__Problem to solve__. All lines from the one with "assert_eq!(s.l0_norm, 2);" to the end of the data: return those exactly, and only those.

──────── Records shown

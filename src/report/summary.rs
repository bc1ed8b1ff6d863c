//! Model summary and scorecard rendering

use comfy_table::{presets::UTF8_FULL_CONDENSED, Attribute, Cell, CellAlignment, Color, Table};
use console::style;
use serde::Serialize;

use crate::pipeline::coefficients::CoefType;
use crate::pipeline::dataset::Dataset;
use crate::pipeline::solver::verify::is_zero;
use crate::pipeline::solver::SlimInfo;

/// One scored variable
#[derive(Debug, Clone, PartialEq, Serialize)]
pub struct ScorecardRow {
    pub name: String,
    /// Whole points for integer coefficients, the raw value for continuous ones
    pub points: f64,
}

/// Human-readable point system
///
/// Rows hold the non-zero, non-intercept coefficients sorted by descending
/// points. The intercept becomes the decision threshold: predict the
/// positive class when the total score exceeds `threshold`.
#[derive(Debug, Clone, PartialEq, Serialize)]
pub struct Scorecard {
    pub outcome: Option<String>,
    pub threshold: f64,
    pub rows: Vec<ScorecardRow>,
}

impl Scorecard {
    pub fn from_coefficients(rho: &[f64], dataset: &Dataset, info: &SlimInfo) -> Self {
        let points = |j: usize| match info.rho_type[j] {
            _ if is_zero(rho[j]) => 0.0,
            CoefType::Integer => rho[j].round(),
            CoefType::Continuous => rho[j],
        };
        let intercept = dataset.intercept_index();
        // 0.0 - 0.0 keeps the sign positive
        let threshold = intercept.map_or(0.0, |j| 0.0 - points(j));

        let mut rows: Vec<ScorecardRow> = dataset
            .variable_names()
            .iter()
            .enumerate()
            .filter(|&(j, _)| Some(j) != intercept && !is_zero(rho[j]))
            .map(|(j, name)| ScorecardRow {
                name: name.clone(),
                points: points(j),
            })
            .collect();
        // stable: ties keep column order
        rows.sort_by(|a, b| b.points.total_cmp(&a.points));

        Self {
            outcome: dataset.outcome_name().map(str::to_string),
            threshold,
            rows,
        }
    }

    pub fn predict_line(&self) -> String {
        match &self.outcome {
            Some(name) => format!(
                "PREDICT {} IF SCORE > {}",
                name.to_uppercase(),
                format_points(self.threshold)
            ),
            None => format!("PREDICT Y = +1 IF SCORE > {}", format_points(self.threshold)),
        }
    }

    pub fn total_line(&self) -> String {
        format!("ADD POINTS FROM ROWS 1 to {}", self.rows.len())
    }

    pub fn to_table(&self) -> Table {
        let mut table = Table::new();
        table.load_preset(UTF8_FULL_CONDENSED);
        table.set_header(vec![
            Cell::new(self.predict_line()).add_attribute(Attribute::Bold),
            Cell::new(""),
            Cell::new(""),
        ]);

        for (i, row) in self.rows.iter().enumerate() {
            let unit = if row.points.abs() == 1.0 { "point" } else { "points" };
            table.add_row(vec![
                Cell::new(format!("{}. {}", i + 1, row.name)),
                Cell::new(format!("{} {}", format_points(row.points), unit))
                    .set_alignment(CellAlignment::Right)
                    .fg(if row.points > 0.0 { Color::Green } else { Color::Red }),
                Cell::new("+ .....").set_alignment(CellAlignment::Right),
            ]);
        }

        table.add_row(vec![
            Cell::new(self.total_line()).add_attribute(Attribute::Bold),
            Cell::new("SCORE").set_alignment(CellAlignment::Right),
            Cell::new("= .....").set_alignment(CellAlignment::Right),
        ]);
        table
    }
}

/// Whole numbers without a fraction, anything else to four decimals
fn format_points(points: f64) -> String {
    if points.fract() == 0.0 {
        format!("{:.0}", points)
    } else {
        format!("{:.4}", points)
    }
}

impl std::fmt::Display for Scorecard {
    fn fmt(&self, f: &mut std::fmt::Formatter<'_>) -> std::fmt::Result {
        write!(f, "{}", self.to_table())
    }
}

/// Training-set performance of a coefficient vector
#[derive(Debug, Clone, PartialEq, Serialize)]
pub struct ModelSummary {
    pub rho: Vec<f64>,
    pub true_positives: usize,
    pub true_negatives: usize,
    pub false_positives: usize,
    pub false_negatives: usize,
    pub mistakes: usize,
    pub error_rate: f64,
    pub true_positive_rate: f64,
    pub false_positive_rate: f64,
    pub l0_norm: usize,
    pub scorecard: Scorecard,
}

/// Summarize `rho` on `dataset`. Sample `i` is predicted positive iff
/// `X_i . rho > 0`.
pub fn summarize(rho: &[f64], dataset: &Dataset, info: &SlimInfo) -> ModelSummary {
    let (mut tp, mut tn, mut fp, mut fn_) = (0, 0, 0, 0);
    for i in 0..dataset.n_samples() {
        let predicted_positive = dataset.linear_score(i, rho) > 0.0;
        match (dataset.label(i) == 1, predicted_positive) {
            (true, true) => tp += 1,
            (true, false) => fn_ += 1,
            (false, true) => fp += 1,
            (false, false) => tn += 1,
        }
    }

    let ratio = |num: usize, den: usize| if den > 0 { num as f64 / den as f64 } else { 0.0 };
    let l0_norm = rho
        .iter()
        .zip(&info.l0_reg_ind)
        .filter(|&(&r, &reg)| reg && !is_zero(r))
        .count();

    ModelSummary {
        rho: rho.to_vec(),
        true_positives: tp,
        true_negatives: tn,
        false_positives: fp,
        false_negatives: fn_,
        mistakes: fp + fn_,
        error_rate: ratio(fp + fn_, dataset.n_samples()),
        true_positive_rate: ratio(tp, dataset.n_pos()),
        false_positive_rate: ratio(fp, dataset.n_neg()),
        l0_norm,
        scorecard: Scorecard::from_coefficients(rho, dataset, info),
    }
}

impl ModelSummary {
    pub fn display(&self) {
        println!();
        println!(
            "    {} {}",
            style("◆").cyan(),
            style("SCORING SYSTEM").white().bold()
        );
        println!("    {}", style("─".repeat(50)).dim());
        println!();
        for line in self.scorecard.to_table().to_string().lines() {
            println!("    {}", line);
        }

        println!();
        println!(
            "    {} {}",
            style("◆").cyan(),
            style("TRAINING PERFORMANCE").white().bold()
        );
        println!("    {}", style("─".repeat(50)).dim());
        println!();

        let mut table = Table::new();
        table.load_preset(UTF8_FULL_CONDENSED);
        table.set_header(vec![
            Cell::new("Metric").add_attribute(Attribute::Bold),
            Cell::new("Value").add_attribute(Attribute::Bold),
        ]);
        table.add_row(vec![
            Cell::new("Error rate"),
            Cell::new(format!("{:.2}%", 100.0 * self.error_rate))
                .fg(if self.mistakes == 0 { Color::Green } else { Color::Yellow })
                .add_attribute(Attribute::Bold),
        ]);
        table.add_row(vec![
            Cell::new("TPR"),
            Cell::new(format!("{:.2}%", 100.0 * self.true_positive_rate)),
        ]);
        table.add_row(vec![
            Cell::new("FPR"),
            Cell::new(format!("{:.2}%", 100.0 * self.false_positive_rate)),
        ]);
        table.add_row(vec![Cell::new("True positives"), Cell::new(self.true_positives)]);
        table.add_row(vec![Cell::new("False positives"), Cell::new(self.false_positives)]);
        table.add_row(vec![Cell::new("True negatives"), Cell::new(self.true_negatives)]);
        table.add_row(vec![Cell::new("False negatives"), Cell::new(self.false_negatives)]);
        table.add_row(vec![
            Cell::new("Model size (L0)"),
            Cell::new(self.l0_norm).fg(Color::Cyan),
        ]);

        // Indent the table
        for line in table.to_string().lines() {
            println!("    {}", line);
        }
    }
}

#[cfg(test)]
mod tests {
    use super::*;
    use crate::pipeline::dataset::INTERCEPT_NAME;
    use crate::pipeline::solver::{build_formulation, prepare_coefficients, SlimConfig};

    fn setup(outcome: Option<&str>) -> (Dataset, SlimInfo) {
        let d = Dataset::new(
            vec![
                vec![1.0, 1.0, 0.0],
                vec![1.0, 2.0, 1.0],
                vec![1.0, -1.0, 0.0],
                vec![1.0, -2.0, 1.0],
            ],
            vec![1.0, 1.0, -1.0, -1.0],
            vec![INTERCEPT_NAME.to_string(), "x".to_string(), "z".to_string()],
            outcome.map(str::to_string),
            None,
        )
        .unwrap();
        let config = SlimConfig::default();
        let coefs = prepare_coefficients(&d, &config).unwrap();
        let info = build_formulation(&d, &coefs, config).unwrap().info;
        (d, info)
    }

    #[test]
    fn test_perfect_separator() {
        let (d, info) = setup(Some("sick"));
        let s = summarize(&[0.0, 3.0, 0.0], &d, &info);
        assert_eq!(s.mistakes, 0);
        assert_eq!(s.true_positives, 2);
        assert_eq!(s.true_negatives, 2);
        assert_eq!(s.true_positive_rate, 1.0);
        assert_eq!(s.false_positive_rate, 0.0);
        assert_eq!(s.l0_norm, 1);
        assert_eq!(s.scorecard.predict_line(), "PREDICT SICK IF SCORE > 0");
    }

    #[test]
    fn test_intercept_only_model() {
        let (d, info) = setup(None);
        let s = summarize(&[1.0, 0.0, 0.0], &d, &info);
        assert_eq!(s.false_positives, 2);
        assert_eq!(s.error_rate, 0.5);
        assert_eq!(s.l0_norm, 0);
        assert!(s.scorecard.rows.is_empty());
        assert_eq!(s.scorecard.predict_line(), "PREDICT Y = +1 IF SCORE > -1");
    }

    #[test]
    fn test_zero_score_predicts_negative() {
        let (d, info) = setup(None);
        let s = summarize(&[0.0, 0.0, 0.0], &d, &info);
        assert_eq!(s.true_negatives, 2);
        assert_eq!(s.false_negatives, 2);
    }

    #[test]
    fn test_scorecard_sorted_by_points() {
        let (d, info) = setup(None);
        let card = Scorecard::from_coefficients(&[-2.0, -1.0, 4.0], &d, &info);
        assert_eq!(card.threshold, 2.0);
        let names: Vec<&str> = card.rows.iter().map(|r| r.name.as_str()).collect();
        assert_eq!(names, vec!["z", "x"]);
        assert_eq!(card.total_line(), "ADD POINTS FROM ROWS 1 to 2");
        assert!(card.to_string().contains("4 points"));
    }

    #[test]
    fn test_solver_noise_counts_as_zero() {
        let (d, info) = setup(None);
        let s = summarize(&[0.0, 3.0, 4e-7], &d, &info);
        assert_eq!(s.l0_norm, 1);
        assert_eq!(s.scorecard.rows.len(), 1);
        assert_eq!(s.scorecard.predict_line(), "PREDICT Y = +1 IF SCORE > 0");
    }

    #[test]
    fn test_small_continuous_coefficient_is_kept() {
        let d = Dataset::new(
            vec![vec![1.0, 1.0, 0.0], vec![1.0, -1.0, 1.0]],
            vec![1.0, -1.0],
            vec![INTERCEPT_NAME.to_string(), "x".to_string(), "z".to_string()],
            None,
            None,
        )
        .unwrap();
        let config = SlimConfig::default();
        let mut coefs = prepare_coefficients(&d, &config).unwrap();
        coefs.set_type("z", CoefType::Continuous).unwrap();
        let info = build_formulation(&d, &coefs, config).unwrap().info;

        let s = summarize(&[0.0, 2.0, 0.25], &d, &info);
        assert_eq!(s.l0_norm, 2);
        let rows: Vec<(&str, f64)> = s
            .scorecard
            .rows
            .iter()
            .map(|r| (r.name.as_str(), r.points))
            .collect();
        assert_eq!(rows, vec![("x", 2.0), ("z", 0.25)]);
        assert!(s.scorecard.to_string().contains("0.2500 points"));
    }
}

────────────────

__Response to the exercise__.
        assert_eq!(s.l0_norm, 2);
        let rows: Vec<(&str, f64)> = s
            .scorecard
            .rows
            .iter()
            .map(|r| (r.name.as_str(), r.points))
            .collect();
        assert_eq!(rows, vec![("x", 2.0), ("z", 0.25)]);
        assert!(s.scorecard.to_string().contains("0.2500 points"));
    }
}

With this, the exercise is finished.